La noche y sus personajes, la transgresión de las
normas imperantes en la ciudad moralmente más rígida del
país, los travestis, los alcohólicos solitarios, las meseras-prostitutas,
los vagabundos en harapos, los niños desamparados, el comercio sexual
por amor o por dinero en covachas excecrables, la mugre de las calles,
la ruina del alma, la incurable melancolía impuesta a los diferentes
por la intolerancia absoluta de los más ricos entre los ricos, adquieren
formas deformes y colores descoloridos pero a veces también hirientes
en la vasta obra de este gran artista que, asomado al abismo de sus 50
años de edad, se proclama virgen porque la timidez le impidió
obtener jamás la compañía, así fuese efímera,
de otro cuerpo.
''Y virgen me quedaré -supone-, porque desde joven
fui casi sordo y con muchas dificultades para hablar, pero ahora qué
puedo esperar si ya estoy en la edad de los metales: cabellos de plata,
dientes de oro, verga de plomo", sonríe con esa mirada de ratoncito
miope que en el colmo del autoescarnio lo impulsa a proferir una mentira,
o una verdad a medias que puede ser, vista con calma, la mitad de una verdad
completa: ''Yo no vivo para pintar, yo vivo para esto", y empuña
con orgullo el frasco de una cerveza.
Juzgue, si es cierto, quien lea.
Ronda en los bares
Geroca vive en una casita de dos cuartos, que podría
encuadrarse en el género de ''vivienda de desinterés social",
porque se está cayendo a pedazos. Consta de una pequeña estancia,
digamos, idealmente, para sala-comedor, una cocinita, adosada a la cual,
como personaje de Dostoiesvski, tiene su dormitorio, y un corredor que
va de la puerta de la calle a esa estrecha atmósfera olorosa a pinturas
de aceite, que es la materia fundamental de sus cuadros.

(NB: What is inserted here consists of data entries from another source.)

//! In-process `MatchStore` used by tests and the `memory` deployment kind.
//!
//! All state sits behind one mutex that is never held across an await, so
//! every operation (including the expiry cascade) is atomic.

use std::collections::{BTreeSet, HashMap};

use async_trait::async_trait;
use parking_lot::Mutex;
use time::OffsetDateTime;
use uuid::Uuid;

use super::conditional::{ConditionalStore, Versioned, WriteOutcome};
use super::{ExpiryReport, MatchStore};
use crate::domain::{Area, Game, GameDraft, GameStatus, PlayRequest, PlayRequestDraft};
use crate::errors::domain::{DomainError, NotFoundKind};

#[derive(Default)]
struct Inner {
    requests: HashMap<Uuid, PlayRequest>,
    by_requester: HashMap<(Uuid, String), Uuid>,
    games: HashMap<Uuid, Versioned<Game>>,
}

#[derive(Default)]
pub struct MemoryStore {
    inner: Mutex<Inner>,
}

impl MemoryStore {
    pub fn new() -> Self {
        Self::default()
    }
}

fn newest_first(games: &mut [Versioned<Game>]) {
    games.sort_by(|a, b| {
        b.value
            .created_at
            .cmp(&a.value.created_at)
            .then_with(|| a.value.id.cmp(&b.value.id))
    });
}

#[async_trait]
impl ConditionalStore<Uuid, Game> for MemoryStore {
    async fn read(&self, key: &Uuid) -> Result<Option<Versioned<Game>>, DomainError> {
        Ok(self.inner.lock().games.get(key).cloned())
    }

    async fn write_if(
        &self,
        key: &Uuid,
        value: &Game,
        expected_version: i32,
    ) -> Result<WriteOutcome<Game>, DomainError> {
        let mut inner = self.inner.lock();
        let Some(stored) = inner.games.get_mut(key) else {
            return Err(self.missing(key));
        };
        if stored.version != expected_version {
            return Ok(WriteOutcome::Stale);
        }
        let mut value = value.clone();
        value.id = *key;
        value.updated_at = OffsetDateTime::now_utc();
        *stored = Versioned::new(value, expected_version + 1);
        Ok(WriteOutcome::Written(stored.clone()))
    }

    fn missing(&self, key: &Uuid) -> DomainError {
        DomainError::not_found(NotFoundKind::Game, format!("Game {key} not found"))
    }
}

#[async_trait]
impl MatchStore for MemoryStore {
    async fn upsert_play_request(
        &self,
        draft: &PlayRequestDraft,
        now: OffsetDateTime,
    ) -> Result<PlayRequest, DomainError> {
        let mut inner = self.inner.lock();
        let slot = (draft.requester_id, draft.activity.clone());
        let existing = inner
            .by_requester
            .get(&slot)
            .and_then(|id| inner.requests.get(id))
            .cloned();

        let request = PlayRequest {
            id: existing.as_ref().map_or_else(Uuid::new_v4, |r| r.id),
            requester_id: draft.requester_id,
            activity: draft.activity.clone(),
            lat: draft.lat,
            lon: draft.lon,
            range_km: draft.range_km,
            starts_at: draft.starts_at,
            expires_at: draft.expires_at,
            created_at: existing.as_ref().map_or(now, |r| r.created_at),
            updated_at: now,
        };
        inner.by_requester.insert(slot, request.id);
        inner.requests.insert(request.id, request.clone());
        Ok(request)
    }

    async fn find_play_request(&self, id: Uuid) -> Result<Option<PlayRequest>, DomainError> {
        Ok(self.inner.lock().requests.get(&id).cloned())
    }

    async fn find_play_request_for(
        &self,
        requester_id: Uuid,
        activity: &str,
    ) -> Result<Option<PlayRequest>, DomainError> {
        let inner = self.inner.lock();
        Ok(inner
            .by_requester
            .get(&(requester_id, activity.to_string()))
            .and_then(|id| inner.requests.get(id))
            .cloned())
    }

    async fn play_requests_in_area(
        &self,
        activity: &str,
        area: &Area,
    ) -> Result<Vec<PlayRequest>, DomainError> {
        let inner = self.inner.lock();
        let mut found: Vec<PlayRequest> = inner
            .requests
            .values()
            .filter(|r| r.activity == activity && area.contains(&r.point()))
            .cloned()
            .collect();
        found.sort_by(|a, b| a.created_at.cmp(&b.created_at).then(a.id.cmp(&b.id)));
        Ok(found)
    }

    async fn create_game(
        &self,
        draft: &GameDraft,
        now: OffsetDateTime,
    ) -> Result<Versioned<Game>, DomainError> {
        let game = Game {
            id: Uuid::new_v4(),
            status: GameStatus::Created,
            activity: draft.activity.clone(),
            lat: draft.location.lat,
            lon: draft.location.lon,
            participants: draft.participants.clone(),
            confirmed: BTreeSet::new(),
            created_at: now,
            updated_at: now,
        };
        let stored = Versioned::new(game, 1);
        self.inner
            .lock()
            .games
            .insert(stored.value.id, stored.clone());
        Ok(stored)
    }

    async fn open_games_in_area(
        &self,
        activity: &str,
        area: &Area,
    ) -> Result<Vec<Versioned<Game>>, DomainError> {
        let inner = self.inner.lock();
        let mut games: Vec<Versioned<Game>> = inner
            .games
            .values()
            .filter(|g| {
                g.value.status == GameStatus::Created
                    && g.value.activity == activity
                    && area.contains(&g.value.point())
            })
            .cloned()
            .collect();
        // oldest first so the longest-waiting game fills up first
        games.sort_by(|a, b| a.value.created_at.cmp(&b.value.created_at));
        Ok(games)
    }

    async fn games_for_requester(
        &self,
        requester_id: Uuid,
    ) -> Result<Vec<Versioned<Game>>, DomainError> {
        let inner = self.inner.lock();
        let mine: BTreeSet<Uuid> = inner
            .requests
            .values()
            .filter(|r| r.requester_id == requester_id)
            .map(|r| r.id)
            .collect();
        let mut games: Vec<Versioned<Game>> = inner
            .games
            .values()
            .filter(|g| !g.value.participants.is_disjoint(&mine))
            .cloned()
            .collect();
        newest_first(&mut games);
        Ok(games)
    }

    async fn expire_play_requests(
        &self,
        now: OffsetDateTime,
    ) -> Result<ExpiryReport, DomainError> {
        let mut inner = self.inner.lock();
        let expired: BTreeSet<Uuid> = inner
            .requests
            .values()
            .filter(|r| r.is_expired(now))
            .map(|r| r.id)
            .collect();
        if expired.is_empty() {
            return Ok(ExpiryReport::default());
        }

        let mut report = ExpiryReport {
            expired_requests: expired.len(),
            ..ExpiryReport::default()
        };

        let mut emptied = Vec::new();
        for stored in inner.games.values_mut() {
            if stored.value.participants.is_disjoint(&expired) {
                continue;
            }
            for id in &expired {
                stored.value.remove_participant(*id)?;
            }
            if stored.value.participants.is_empty() {
                emptied.push(stored.value.id);
            } else {
                stored.value.updated_at = now;
                stored.version += 1;
                report.games_updated += 1;
            }
        }
        for id in emptied {
            inner.games.remove(&id);
            report.games_deleted += 1;
        }

        for id in &expired {
            if let Some(request) = inner.requests.remove(id) {
                inner
                    .by_requester
                    .remove(&(request.requester_id, request.activity));
            }
        }

        Ok(report)
    }
}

Pero la supuesta sala-comedor, el corredor de la entrada
-donde tiene su caballete- y unos tapancos en las alturas, todo el espacio
está atestado de cuadros de todos tamaños, cuadros cuyo autor
ya no recuerda, cuadros cubiertos de polvo y telarañas, depósitos
de antiguas fantasías que ya no lo perturban. Cada mañana,
Geroca despierta temprano, cuando lo saca del catrecito el insoportable
calorón de Monterrey. Vegetariano que es, desayuna un tomate crudo,
una zanahoria fresca y tal vez una manzana que despacha a mordidas sin
prestarle demasiada atención.
No volverá a probar alimento hasta el otro día,
acaso por la tarde un tentempié, y de inmediato se pone la
ropa de trabajo, un pantalón de dril y una camiseta balaceada. Coge
la paleta y los pinceles y regresa al cuadro que lo ocupa y que lo mantendrá
absorto hasta que caiga el sol. Entonces, bañado y cambiado, se
dirige al Café Nuevo Brasil, situado junto a la mole de El Norte,
y en cinco minutos traza un espléndido cartón, aludiendo
a algún problema local del momento; después cruza la calle,
lo entrega sabiendo que no se lo publicarán y, con un cuaderno bajo
el brazo y dos plumas atómicas en el bolsillo, comienza la ronda
de los bares de la noche donde, cerveza tras cerveza, no cesará
de tomar apuntes para sus nuevos proyectos que en realidad son todos parte
de una especie de Aleph de la noche de Monterrey.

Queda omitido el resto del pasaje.